(Exercise objective):
In the listing below, find the line containing "let path = dir.join(name);" and the line containing "for algorithm in HashAlgorithm::ALL". Repeat exactly those two lines and every line between them.

(Data in this exercise):
--*--

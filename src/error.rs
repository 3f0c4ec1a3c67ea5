//! Error types for HashCalc
//!
//! This module defines all error types used throughout the crate,
//! providing detailed error information for debugging and user feedback.

use std::path::PathBuf;
use thiserror::Error;

/// Main error type for HashCalc operations
#[derive(Error, Debug)]
pub enum HashCalcError {
    /// I/O error during file operations
    #[error("I/O error at '{path}': {source}")]
    Io {
        path: PathBuf,
        #[source]
        source: std::io::Error,
    },

    /// File or directory not found
    #[error("Path not found: {0}")]
    NotFound(PathBuf),

    /// A directory was given where a file was expected
    #[error("'{0}' is a directory (use --recursive to hash its contents)")]
    IsADirectory(PathBuf),

    /// One or more hash algorithms are not supported
    #[error("Unsupported hash algorithm(s): {}", .0.join(", "))]
    UnsupportedAlgorithms(Vec<String>),

    /// Recalculation mode value is not recognized
    #[error("Invalid recalculation mode: {0}")]
    InvalidRecalcMode(String),

    /// Configuration error
    #[error("Configuration error: {0}")]
    ConfigError(String),

    /// Thread pool error
    #[error("Thread pool error: {0}")]
    ThreadPoolError(String),

    /// A worker panicked while running a task
    #[error("Task panicked: {0}")]
    TaskPanicked(String),

    /// Task was cancelled before a result was produced
    #[error("Operation cancelled")]
    Cancelled,

    /// Result serialization failed
    #[error("Serialization error: {0}")]
    Serialization(String),

    /// Multiple errors occurred
    #[error("Multiple errors occurred ({count} errors)")]
    MultipleErrors {
        count: usize,
        errors: Vec<HashCalcError>,
    },
}

impl HashCalcError {
    /// Create an I/O error with path context
    pub fn io(path: impl Into<PathBuf>, source: std::io::Error) -> Self {
        Self::Io {
            path: path.into(),
            source,
        }
    }

    /// Create a configuration error
    pub fn config(message: impl Into<String>) -> Self {
        Self::ConfigError(message.into())
    }

    /// Check if this error reports a cancellation rather than a failure
    pub fn is_cancelled(&self) -> bool {
        matches!(self, Self::Cancelled)
    }

    /// Check if this error is a permission issue
    pub fn is_permission_error(&self) -> bool {
        match self {
            Self::Io { source, .. } => source.kind() == std::io::ErrorKind::PermissionDenied,
            _ => false,
        }
    }

    /// Get the path associated with this error, if any
    pub fn path(&self) -> Option<&PathBuf> {
        match self {
            Self::Io { path, .. } | Self::NotFound(path) | Self::IsADirectory(path) => Some(path),
            _ => None,
        }
    }
}

/// Result type alias for HashCalc operations
pub type Result<T> = std::result::Result<T, HashCalcError>;

impl From<std::io::Error> for HashCalcError {
    fn from(err: std::io::Error) -> Self {
        HashCalcError::Io {
            path: PathBuf::new(),
            source: err,
        }
    }
}

impl From<serde_json::Error> for HashCalcError {
    fn from(err: serde_json::Error) -> Self {
        HashCalcError::Serialization(err.to_string())
    }
}

/// Extension trait for adding path context to std::io::Result
pub trait IoResultExt<T> {
    /// Add path context to an I/O error
    fn with_path(self, path: impl Into<PathBuf>) -> Result<T>;
}

impl<T> IoResultExt<T> for std::io::Result<T> {
    fn with_path(self, path: impl Into<PathBuf>) -> Result<T> {
        self.map_err(|e| HashCalcError::io(path, e))
    }
}

/// Collects multiple results into a single result
pub fn collect_errors<T>(results: Vec<Result<T>>) -> Result<Vec<T>> {
    let mut successes = Vec::new();
    let mut errors = Vec::new();

    for result in results {
        match result {
            Ok(value) => successes.push(value),
            Err(e) => errors.push(e),
        }
    }

    match errors.len() {
        0 => Ok(successes),
        1 => Err(errors.remove(0)),
        count => Err(HashCalcError::MultipleErrors { count, errors }),
    }
}
//! Result caching module
//!
//! Stores computed digests keyed by path and algorithm, with three
//! interchangeable backends (null, unbounded memory, bounded LRU) and
//! the validator that decides when a stored digest may be trusted.

mod lru;
mod manager;
mod memory;
mod null;
mod validator;

pub use self::lru::LruHashCache;
pub use manager::{CacheKey, CacheManager};
pub use memory::MemoryCache;
pub use null::NullCache;
pub use validator::CacheValidator;

#[cfg(test)]
pub(crate) fn test_result(
    path: &str,
    algorithm: crate::config::HashAlgorithm,
    hash: &str,
) -> crate::hash::HashResult {
    let now = std::time::SystemTime::now();
    crate::hash::HashResult {
        hash: hash.to_string(),
        algorithm,
        path: path.into(),
        mtime: now,
        calc_time: now,
    }
}
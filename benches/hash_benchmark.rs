//! Performance benchmarks for HashCalc
//!
//! Run with: cargo bench

use criterion::{black_box, criterion_group, criterion_main, BenchmarkId, Criterion, Throughput};
use hashcalc::config::{CalculatorConfig, HashAlgorithm, RecalcMode};
use hashcalc::core::{Calculator, ThreadedCalculator};
use hashcalc::fs::LocalFile;
use hashcalc::hash::{calc, calc_bytes, multiple_file_hash};
use std::fs::File;
use std::io::{Cursor, Write};
use tempfile::TempDir;

/// Create a test file of the specified size
fn create_test_file(dir: &std::path::Path, name: &str, size: usize) -> std::path::PathBuf {
    let path = dir.join(name);
    let mut file = File::create(&path).unwrap();

    let chunk_size = 64 * 1024;
    let chunk: Vec<u8> = (0..chunk_size).map(|i| (i % 256) as u8).collect();
    let mut remaining = size;

    while remaining > 0 {
        let to_write = remaining.min(chunk_size);
        file.write_all(&chunk[..to_write]).unwrap();
        remaining -= to_write;
    }

    path
}

fn bench_hash_algorithms(c: &mut Criterion) {
    let mut group = c.benchmark_group("hash_algorithms");
    let data: Vec<u8> = (0..1024 * 1024).map(|i| (i % 256) as u8).collect();

    group.throughput(Throughput::Bytes(data.len() as u64));
    for algorithm in HashAlgorithm::ALL {
        group.bench_with_input(BenchmarkId::from_parameter(algorithm), &data, |b, data| {
            b.iter(|| black_box(calc_bytes(data, &[algorithm], None)));
        });
    }

    group.finish();
}

fn bench_chunk_sizes(c: &mut Criterion) {
    let mut group = c.benchmark_group("chunk_size");
    let data: Vec<u8> = (0..4 * 1024 * 1024).map(|i| (i % 256) as u8).collect();

    group.throughput(Throughput::Bytes(data.len() as u64));
    for chunk_size in [4 * 1024, 16 * 1024, 64 * 1024, 1024 * 1024] {
        group.bench_with_input(
            BenchmarkId::from_parameter(humansize::format_size(chunk_size as u64, humansize::BINARY)),
            &chunk_size,
            |b, &chunk_size| {
                b.iter(|| {
                    black_box(calc(Cursor::new(&data), &[HashAlgorithm::Sha256], chunk_size, None))
                });
            },
        );
    }

    group.finish();
}

fn bench_single_pass_vs_separate(c: &mut Criterion) {
    let dir = TempDir::new().unwrap();
    let file = LocalFile::new(create_test_file(dir.path(), "data.bin", 8 * 1024 * 1024));
    let algorithms = [HashAlgorithm::Sha256, HashAlgorithm::Md5, HashAlgorithm::Sha1];

    let mut group = c.benchmark_group("multi_algorithm");
    group.throughput(Throughput::Bytes(8 * 1024 * 1024));

    group.bench_function("single_pass", |b| {
        b.iter(|| black_box(multiple_file_hash(&file, &algorithms, 64 * 1024, 64 * 1024, None)));
    });

    group.bench_function("separate_passes", |b| {
        b.iter(|| {
            for algorithm in algorithms {
                let _ = black_box(multiple_file_hash(&file, &[algorithm], 64 * 1024, 64 * 1024, None));
            }
        });
    });

    group.finish();
}

fn bench_calculators(c: &mut Criterion) {
    let dir = TempDir::new().unwrap();
    let files: Vec<LocalFile> = (0..64)
        .map(|i| LocalFile::new(create_test_file(dir.path(), &format!("file_{}.bin", i), 256 * 1024)))
        .collect();
    let config = CalculatorConfig {
        recalc_mode: RecalcMode::Always,
        threads: 4,
        ..Default::default()
    };

    let mut group = c.benchmark_group("calculator_64_files");
    group.throughput(Throughput::Bytes(64 * 256 * 1024));

    group.bench_function("sequential", |b| {
        let calculator = Calculator::new(config.clone());
        b.iter(|| {
            for file in &files {
                let _ = black_box(calculator.get(file, None));
            }
        });
    });

    group.bench_function("rayon_batch", |b| {
        let calculator = Calculator::new(config.clone());
        b.iter(|| black_box(calculator.get_many(&files, &[HashAlgorithm::Sha256])));
    });

    group.bench_function("threaded", |b| {
        let calculator = ThreadedCalculator::new(config.clone()).unwrap();
        b.iter(|| {
            let futures = calculator
                .threaded_get_many(files.clone(), &[HashAlgorithm::Sha256])
                .unwrap();
            black_box(ThreadedCalculator::wait_all(futures))
        });
    });

    group.bench_function("cached", |b| {
        let calculator = Calculator::new(CalculatorConfig {
            recalc_mode: RecalcMode::TimeTag,
            ..config.clone()
        });
        b.iter(|| {
            for file in &files {
                let _ = black_box(calculator.get(file, None));
            }
        });
    });

    group.finish();
}

criterion_group!(
    benches,
    bench_hash_algorithms,
    bench_chunk_sizes,
    bench_single_pass_vs_separate,
    bench_calculators
);

criterion_main!(benches);
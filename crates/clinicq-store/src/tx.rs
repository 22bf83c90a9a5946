use crate::model::{Collection, Document, Precondition};
use crate::traits::DocumentStore;
use crate::StoreError;
use serde_json::Value;
use tracing::debug;

/// What a read-modify-write step decided to do with the document it saw.
#[derive(Debug, Clone, PartialEq)]
pub enum TxDecision {
    Write(Value),
    Delete,
    /// Leave the document untouched and return it as read.
    Keep,
}

/// Optimistic read-modify-write on a single key.
///
/// Reads the document, lets `decide` inspect it, then commits the decision
/// with a compare-and-set against the version that was read. A concurrent
/// writer makes the commit fail and the whole step is re-run, up to
/// `max_attempts` times before giving up with [`StoreError::Contention`].
/// Errors returned by `decide` abort the transaction unchanged.
pub async fn transact<F, E>(
    store: &dyn DocumentStore,
    collection: Collection,
    key: &str,
    max_attempts: u32,
    mut decide: F,
) -> Result<Option<Document>, E>
where
    F: FnMut(Option<&Document>) -> Result<TxDecision, E> + Send,
    E: From<StoreError> + Send,
{
    let attempts = max_attempts.max(1);
    for attempt in 1..=attempts {
        let current = store.get(collection, key).await?;
        let expected = match &current {
            Some(doc) => Precondition::Version(doc.version),
            None => Precondition::Absent,
        };

        let next = match decide(current.as_ref())? {
            TxDecision::Keep => return Ok(current),
            TxDecision::Delete if current.is_none() => return Ok(None),
            TxDecision::Delete => None,
            TxDecision::Write(body) => Some(body),
        };

        match store.compare_and_set(collection, key, expected, next).await {
            Ok(stored) => return Ok(stored),
            Err(StoreError::PreconditionFailed(_)) => {
                debug!(%collection, key, attempt, "transaction conflict, retrying");
            }
            Err(other) => return Err(other.into()),
        }
    }

    Err(StoreError::Contention(format!(
        "{}/{}: gave up after {} attempts",
        collection, key, attempts
    ))
    .into())
}
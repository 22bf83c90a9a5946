//! ClinicQ Types - records shared by every ClinicQ component.
//!
//! A patient moves through one or more service counters:
//!
//! - **ServiceRequest**: a patient's ask to be served at a counter, resolved by staff
//! - **ArrivalIndexEntry**: the single record saying where a patient may check in next
//! - **ArrivalRecord**: write-once audit entry for every verified physical arrival
//! - **ActiveQueueEntry**: an arrived patient waiting for, or receiving, service
//! - **Notification**: patient-facing message emitted for every transition
//!
//! Field names serialize in camelCase and timestamps as epoch milliseconds so
//! the records can be exchanged with devices and UIs as-is.

#![deny(unsafe_code)]
#![cfg_attr(feature = "strict-docs", warn(missing_docs))]
#![cfg_attr(not(feature = "strict-docs"), allow(missing_docs))]

pub mod arrival;
pub mod directory;
pub mod ids;
pub mod notification;
pub mod patient;
pub mod queue;
pub mod request;

pub use arrival::{ArrivalIndexEntry, ArrivalMethod, ArrivalRecord, AuthorizationStatus};
pub use directory::{Counter, Establishment};
pub use ids::{
    AwaitingKey, CounterId, EstablishmentId, IdParseError, PatientId, QueueKey, RequestKey,
};
pub use notification::{Notification, NotificationKind, NotificationStatus, TransitionEvent};
pub use patient::Patient;
pub use queue::{ActiveQueueEntry, QueueState};
pub use request::{RequestState, ServiceRequest};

--*--

(Task result):
    let path = dir.join(name);
    let mut file = File::create(&path).unwrap();

    let chunk_size = 64 * 1024;
    let chunk: Vec<u8> = (0..chunk_size).map(|i| (i % 256) as u8).collect();
    let mut remaining = size;

    while remaining > 0 {
        let to_write = remaining.min(chunk_size);
        file.write_all(&chunk[..to_write]).unwrap();
        remaining -= to_write;
    }

    path
}

fn bench_hash_algorithms(c: &mut Criterion) {
    let mut group = c.benchmark_group("hash_algorithms");
    let data: Vec<u8> = (0..1024 * 1024).map(|i| (i % 256) as u8).collect();

    group.throughput(Throughput::Bytes(data.len() as u64));
    for algorithm in HashAlgorithm::ALL {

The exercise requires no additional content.